## Try it
Exactly the line with "# Design Decisions" and the lines that follow it, through the closing line of the entries, should be restated, with nothing left out or added.

## Entries supplied
=======

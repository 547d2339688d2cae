//! Contextual-menu reading: text normalization, entry queries, and the
//! two-tier entry locator.
mod entries;
mod locator;
mod query;
mod text;

pub use entries::{MenuEntryView, is_primary_action, is_primary_action_containing, primary_entry};
pub use locator::{LocateTier, LocatedEntry, MenuEntryLocator, MenuLayout};
pub use query::MenuQuery;
pub use text::{MatchPolicy, normalize};
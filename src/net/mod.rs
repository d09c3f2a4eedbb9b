//! Network layer subsystem.
//!
//! # Data Flow
//! ```text
//! Incoming TCP connection
//!     → listener.rs (permit acquired, then accept)
//!     → connection.rs (in-flight tracking)
//!     → Hand off to HTTP layer (one task per connection)
//! ```
//!
//! # Design Decisions
//! - Bounded accept: at most `max_connections` workers in flight
//! - Each connection tracked for graceful shutdown

pub mod connection;
pub mod listener;

pub use connection::{ConnectionGuard, ConnectionTracker};
pub use listener::{ConnectionPermit, Listener};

=======

## Output
//! # Design Decisions
//! - Bounded accept: at most `max_connections` workers in flight
//! - Each connection tracked for graceful shutdown

pub mod connection;
pub mod listener;

pub use connection::{ConnectionGuard, ConnectionTracker};
pub use listener::{ConnectionPermit, Listener};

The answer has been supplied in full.